Software already exists to match missing people with their relatives, and it has been used worldwide to identify and return more than 740 children who were trafficked, some across international borders.
Most of all, forensic scientists in the United States and Spain say they are ready to help, free of charge. All they need to get started are DNA samples from family members of the lost schoolgirls, scientists told news agency AFP on Tuesday.
"We would do this absolutely for nothing," said Arthur Eisenberg, chairman of the department of molecular and medical genetics at the University of North Texas (UNT).
"This is clearly a humanitarian effort," said Eisenberg who heads the UNT Center for Human Identification, the laboratory that works with a 10-year-old international program called DNA-Prokids, which aims to reunite families and deter human trafficking.
First, the girls' family members — mother, father or another close relative — could provide a DNA sample by swabbing the inside of their mouths with a cotton tip or giving a blood sample.
Then, Eisenberg said, he and colleagues establish DNA profiles of the families using a software system called M-FISys (pronounced "emphasis").
From the ashes of 9/11
The software was developed in the aftermath of the September 11, 2001 attacks to help forensic scientists in New York City meet the enormous challenge of matching nearly 20,000 pieces of human remains to the more than 2,700 people who died in the Twin Towers.
Prior to 9/11, no such software existed. Forensic experts were overwhelmed by the scale of the identification effort, and quickly learned that Excel spreadsheets were not sophisticated enough.
M-FISys also protects the identities of the missing by encrypting unidentified DNA profiles, thereby avoiding potential diplomatic conflicts when cases cross borders.

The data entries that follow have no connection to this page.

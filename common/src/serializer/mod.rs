//! Compact binary serialization used on the discovery wire.
//!
//! All integers are big-endian. Strings are written with a one byte length
//! prefix, which bounds them to 255 bytes.

mod reader;
mod writer;

pub use reader::{Reader, ReaderError};
pub use writer::Writer;

/// Types that can be written to and read back from the wire format.
pub trait Serializer: Sized {
    fn read(reader: &mut Reader) -> Result<Self, ReaderError>;

    fn write(&self, writer: &mut Writer);

    /// Exact number of bytes `write` produces.
    fn size(&self) -> usize;

    fn to_bytes(&self) -> Vec<u8> {
        let mut buffer = Vec::with_capacity(self.size());
        let mut writer = Writer::new(&mut buffer);
        self.write(&mut writer);
        buffer
    }

    /// Decode a value, rejecting any trailing bytes.
    fn from_bytes(bytes: &[u8]) -> Result<Self, ReaderError> {
        let mut reader = Reader::new(bytes);
        let value = Self::read(&mut reader)?;
        if reader.size() != 0 {
            return Err(ReaderError::InvalidSize);
        }
        Ok(value)
    }
}

impl Serializer for String {
    fn read(reader: &mut Reader) -> Result<Self, ReaderError> {
        reader.read_string()
    }

    fn write(&self, writer: &mut Writer) {
        writer.write_string(self);
    }

    fn size(&self) -> usize {
        1 + self.len().min(u8::MAX as usize)
    }
}

impl<T: Serializer> Serializer for Option<T> {
    fn read(reader: &mut Reader) -> Result<Self, ReaderError> {
        if reader.read_bool()? {
            Ok(Some(T::read(reader)?))
        } else {
            Ok(None)
        }
    }

    fn write(&self, writer: &mut Writer) {
        writer.write_bool(self.is_some());
        if let Some(value) = self {
            value.write(writer);
        }
    }

    fn size(&self) -> usize {
        1 + self.as_ref().map_or(0, Serializer::size)
    }
}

"No one is giving up any confidential information that they might not be able to under their local statutes," M-FISys developer Howard Cash told AFP.
That capability is important because the group that took responsibility for the Nigerian kidnapping, an Islamist faction called Boko Haram that is opposed to Western education, has threatened to "sell them in the market."
The US State Department has said there were indications that the girls, taken from Chibok on April 14, had been moved into neighboring countries.
Local leaders have said the hostages, aged 16 to 18, were sold as brides to Islamist fighters in Cameroon and Chad.
If true, that means a key part of the identification process may come down to the actions of good Samaritans.
Anyone who encountered a girl they suspected was one of those kidnapped could take a DNA sample from her mouth, blood or hair, and provide it to authorities so it could be analyzed to see if it matched any of the missing girls.
Even if Nigeria does not have a forensic lab ready to handle such a task, Eisenberg and DNA-Prokids founder José Lorente said they could ship kits for collecting saliva, blood or hair samples, which could then be sent to their labs in either the United States or Spain.
Identifying lost street kids
DNA-Prokids was developed in 2004 by Lorente, a forensic expert and doctor who heads the University of Granada Genetic Identification Laboratory.
Lorente said he was first motivated to use DNA to track missing children many years ago, after seeing scores of street kids begging for money during his international travels.
He asked police what had happened to these youths, and learned that often they'd been stolen or sold as babies. After so many years had passed, their families would no longer recognize them, so they were unlikely to ever be found.
"Of course, I started to think about the DNA," he told AFP. "There is a way to identify them."
DNA-Prokids has since been implemented in Mexico, Brazil, Guatemala, El Salvador, Honduras, the Dominican Republic, Peru, Nepal, Sri Lanka, the Philippines, Thailand, Malaysia, Indonesia and a handful of other countries.
The program is credited with helping stop a surge of illegal adoptions from Guatemala to the United States, as well as identifying hundreds of illegally trafficked children.
An estimated 27 million people are living in slavery around the world, in the second largest international criminal industry after drugs.
Lorente and Eisenberg said they have reached out to local authorities to offer their help in Nigeria, where another eight schoolgirls were kidnapped by gunmen on Tuesday.
Meanwhile, US Secretary of State John Kerry pledged to send an expert team to help with the search and rescue operation, an offer Nigeria accepted.
According to Gary Weaver, an expert in cross cultural communications at American University, the parents of the kidnapped girls would not fall likely prey to superstitions or fears of voodoo from providing DNA samples, as may be the case in some traditional societies.
"The thing to remember is the parents of these girls are fairly sophisticated. I mean, they are sending their girls to get an education," he said.
"There is nothing in Islam that forbids this."